- Assignment
Reproduce the listing verbatim through the line with "let prev_password = prev.local_password.clone();".

□ □ □ □

impl IceServer {
    #[must_use]
    pub fn new(current: Credentials, consent_timeout_enabled: bool) -> Self {
        Self {
            current,
            previous: None,
            state: IceState::New,
            tuples: VecDeque::new(),
            selected: None,
            remote_nomination: 0,
            consent_timeout_enabled,
            consent_timer: PollTimer::new(),
            outstanding_consent: Vec::new(),
            next_consent_tag: 0,
        }
    }

    #[must_use]
    pub fn state(&self) -> IceState {
        self.state
    }

    #[must_use]
    pub fn selected_tuple(&self) -> Option<TransportTuple> {
        self.selected
    }

    /// Starts an ICE restart: the previous credentials remain valid until a
    /// request authenticates against `new_creds`.
    pub fn restart(&mut self, new_creds: Credentials) {
        self.previous = Some(std::mem::replace(&mut self.current, new_creds));
        self.remote_nomination = 0;
    }

    fn matches_current(&self, local_ufrag: &str, password_check: impl Fn(&str) -> bool) -> bool {
        local_ufrag == self.current.local_ufrag && password_check(&self.current.local_password)
    }

    fn authenticate(
        &mut self,
        msg: &StunMessage,
        listener: &mut impl IceServerListener,
    ) -> Result<(), AuthFailure> {
        if !msg.attributes.has_fingerprint {
            return Err(AuthFailure::MissingFingerprint);
        }
        let Some((local_ufrag, _remote_ufrag)) = &msg.attributes.username else {
            return Err(AuthFailure::MissingUsername);
        };
        if msg.attributes.message_integrity.is_none() {
            return Err(AuthFailure::BadMessageIntegrity);
        }
        let mi_offset = msg.raw.len() - 24 - 8; // MI attr (24) + FINGERPRINT attr (8) from the tail.

        if self.matches_current(local_ufrag, |pwd| {
            crypto::verify_message_integrity_in_message(&msg.raw, mi_offset, pwd.as_bytes())
        }) {
            if let Some(prev) = self.previous.take() {
                listener.on_old_ufrag_released(prev.local_ufrag);
            }
            return Ok(());
        }
        if let Some(prev) = &self.previous {
            let prev_password = prev.local_password.clone();
            if local_ufrag == &prev.local_ufrag
                && crypto::verify_message_integrity_in_message(&msg.raw, mi_offset, prev_password.as_bytes())
            {
                return Ok(());
            }
        }
        Err(AuthFailure::UnknownUfrag)
    }

    /// Processes one incoming STUN Binding Request/Indication observed on
    /// `tuple`. Returns the response bytes to send back, if any (requests
    /// get a response; indications and consent responses do not).
    pub fn process_stun_packet(
        &mut self,
        data: &[u8],
        tuple: TransportTuple,
        now_ms: MonoMs,
        listener: &mut impl IceServerListener,
    ) -> Result<Option<bytes::Bytes>, RtcCoreError> {
        let msg = crate::stun::parse(data)?;

        match msg.class {
            Class::SuccessResponse => {
                self.handle_consent_response(&msg, now_ms);
                return Ok(None);
            }
            Class::Indication => {
                return Ok(None);
            }
            Class::ErrorResponse => return Ok(None),
            Class::Request => {}
        }

        if let Some(priority) = msg.attributes.priority {
            let _ = priority;
        } else {
            return Ok(Some(self.build_error_response(&msg, 400)));
        }

        if msg.attributes.ice_controlled.is_some() {
            return Ok(Some(self.build_error_response(&msg, 487)));
        }

        match self.authenticate(&msg, listener) {
            Ok(()) => {}
            Err(AuthFailure::MissingUsername) => {
                return Ok(Some(self.build_error_response(&msg, 400)))
            }
            Err(_) => return Ok(Some(self.build_error_response(&msg, 401))),
        }

        self.handle_tuple(tuple, &msg.attributes, now_ms, listener);

        Ok(Some(self.build_success_response(&msg, tuple)))
    }

    fn handle_tuple(
        &mut self,
        tuple: TransportTuple,
        attrs: &Attributes,
        now_ms: MonoMs,
        listener: &mut impl IceServerListener,
    ) {
        let already_known = self.tuples.contains(&tuple);
        if !already_known {
            if self.tuples.len() >= MAX_TUPLES {
                if let Some(pos) = self.tuples.iter().position(|t| Some(*t) != self.selected) {
                    self.tuples.remove(pos);
                }
            }
            self.tuples.push_back(tuple);
            listener.on_tuple_added(tuple);
        }

        let nomination = attrs.nomination.unwrap_or(0);
        let is_nominating = attrs.use_candidate || attrs.nomination.is_some();
        let nominated_higher = is_nominating && nomination >= self.remote_nomination;

        let should_select = match self.state {
            IceState::New => true,
            IceState::Disconnected => true,
            IceState::Connected => nominated_higher,
            IceState::Completed => nominated_higher,
        };

        if should_select {
            if is_nominating {
                self.remote_nomination = self.remote_nomination.max(nomination);
            }
            self.selected = Some(tuple);
        }

        let new_state = match self.state {
            IceState::New | IceState::Disconnected => {
                if attrs.use_candidate || attrs.nomination.is_some() {
                    IceState::Completed
                } else {
                    IceState::Connected
                }
            }
            IceState::Connected => {
                if is_nominating {
                    IceState::Completed
                } else {
                    IceState::Connected
                }
            }
            IceState::Completed => IceState::Completed,
        };

        if new_state != self.state {
            self.state = new_state;
            listener.on_state_changed(self.state);
            if self.consent_timeout_enabled && matches!(self.state, IceState::Connected | IceState::Completed) {
                self.consent_timer.start_at(now_ms, jittered_consent_period_ms(), false);
            }
        }
    }

    /// Removes `tuple` from the known set, e.g. when the transport layer
    /// reports it closed. Demotes `selected`/transitions to disconnected
    /// per the state table in `spec.md` §4.F.
    pub fn remove_tuple(&mut self, tuple: TransportTuple, listener: &mut impl IceServerListener) {
        self.tuples.retain(|t| *t != tuple);
        if self.selected == Some(tuple) {
            self.selected = self.tuples.front().copied();
            if self.selected.is_none() && matches!(self.state, IceState::Connected | IceState::Completed) {
                self.state = IceState::Disconnected;
                self.consent_timer.stop();
                listener.on_state_changed(self.state);
            }
        }
    }

    fn build_success_response(&self, req: &StunMessage, tuple: TransportTuple) -> bytes::Bytes {
        let mut buf = BytesMut::new();
        message::write_header(&mut buf, Class::SuccessResponse, &req.transaction_id);
        let xor_addr = message::xor_mapped_address_value(tuple.remote, &req.transaction_id);
        message::put_attr(&mut buf, message::ATTR_XOR_MAPPED_ADDRESS, &xor_addr);
        crypto::append_message_integrity(&mut buf, self.current.local_password.as_bytes());
        crypto::append_fingerprint(&mut buf);
        buf.freeze()
    }

    fn build_error_response(&self, req: &StunMessage, code: u16) -> bytes::Bytes {
        let mut buf = BytesMut::new();
        message::write_header(&mut buf, Class::ErrorResponse, &req.transaction_id);
        let class = (code / 100) as u8;
        let number = (code % 100) as u8;
        let mut body = vec![0u8, 0u8, class, number];
        let reason = match code {
            400 => "Bad Request",
            401 => "Unauthorized",
            487 => "Role Conflict",
            _ => "Error",
        };
        body.extend_from_slice(reason.as_bytes());
        message::put_attr(&mut buf, message::ATTR_ERROR_CODE, &body);
        crypto::append_fingerprint(&mut buf);
        buf.freeze()
    }

    /// Called from the event loop tick; emits consent Binding Requests due
    /// to fire and evaluates the 30s timeout.
    pub fn poll_consent(
        &mut self,
        now_ms: MonoMs,
        socket: &mut impl crate::timer::Socket,
        listener: &mut impl IceServerListener,
    ) {
        if !self.consent_timer.poll(now_ms) {
            return;
        }
        self.consent_timer.start_at(now_ms, jittered_consent_period_ms(), false);
        let Some(selected) = self.selected else { return };

        self.outstanding_consent
            .retain(|c| now_ms.0.saturating_sub(c.sent_at_ms.0) < CONSENT_TIMEOUT_MS);
        if self
            .outstanding_consent
            .iter()
            .any(|c| now_ms.0.saturating_sub(c.sent_at_ms.0) >= CONSENT_TIMEOUT_MS)
        {
            self.tuples.clear();
            self.selected = None;
            self.state = IceState::Disconnected;
            self.consent_timer.stop();
            listener.on_state_changed(self.state);
            return;
        }

        let tag = self.next_consent_tag.to_be_bytes();
        self.next_consent_tag += 1;
        let mut tx = [0u8; 12];
        tx[0..4].copy_from_slice(&tag);
        self.outstanding_consent.push(OutstandingConsent {
            tag,
            sent_at_ms: now_ms,
        });

        let mut buf = BytesMut::new();
        message::write_header(&mut buf, Class::Request, &tx);
        crypto::append_message_integrity(&mut buf, self.current.local_password.as_bytes());
        crypto::append_fingerprint(&mut buf);
        socket.send_udp(&buf, selected.remote);
    }

    fn handle_consent_response(&mut self, msg: &StunMessage, now_ms: MonoMs) {
        let tag: [u8; 4] = msg.transaction_id[0..4].try_into().unwrap();
        self.outstanding_consent.retain(|c| c.tag != tag);
        let _ = now_ms;
    }
}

□ □ □ □

- Reply
impl IceServer {
    #[must_use]
    pub fn new(current: Credentials, consent_timeout_enabled: bool) -> Self {
        Self {
            current,
            previous: None,
            state: IceState::New,
            tuples: VecDeque::new(),
            selected: None,
            remote_nomination: 0,
            consent_timeout_enabled,
            consent_timer: PollTimer::new(),
            outstanding_consent: Vec::new(),
            next_consent_tag: 0,
        }
    }

    #[must_use]
    pub fn state(&self) -> IceState {
        self.state
    }

    #[must_use]
    pub fn selected_tuple(&self) -> Option<TransportTuple> {
        self.selected
    }

    /// Starts an ICE restart: the previous credentials remain valid until a
    /// request authenticates against `new_creds`.
    pub fn restart(&mut self, new_creds: Credentials) {
        self.previous = Some(std::mem::replace(&mut self.current, new_creds));
        self.remote_nomination = 0;
    }

    fn matches_current(&self, local_ufrag: &str, password_check: impl Fn(&str) -> bool) -> bool {
        local_ufrag == self.current.local_ufrag && password_check(&self.current.local_password)
    }

    fn authenticate(
        &mut self,
        msg: &StunMessage,
        listener: &mut impl IceServerListener,
    ) -> Result<(), AuthFailure> {
        if !msg.attributes.has_fingerprint {
            return Err(AuthFailure::MissingFingerprint);
        }
        let Some((local_ufrag, _remote_ufrag)) = &msg.attributes.username else {
            return Err(AuthFailure::MissingUsername);
        };
        if msg.attributes.message_integrity.is_none() {
            return Err(AuthFailure::BadMessageIntegrity);
        }
        let mi_offset = msg.raw.len() - 24 - 8; // MI attr (24) + FINGERPRINT attr (8) from the tail.

        if self.matches_current(local_ufrag, |pwd| {
            crypto::verify_message_integrity_in_message(&msg.raw, mi_offset, pwd.as_bytes())
        }) {
            if let Some(prev) = self.previous.take() {
                listener.on_old_ufrag_released(prev.local_ufrag);
            }
            return Ok(());
        }
        if let Some(prev) = &self.previous {
            let prev_password = prev.local_password.clone();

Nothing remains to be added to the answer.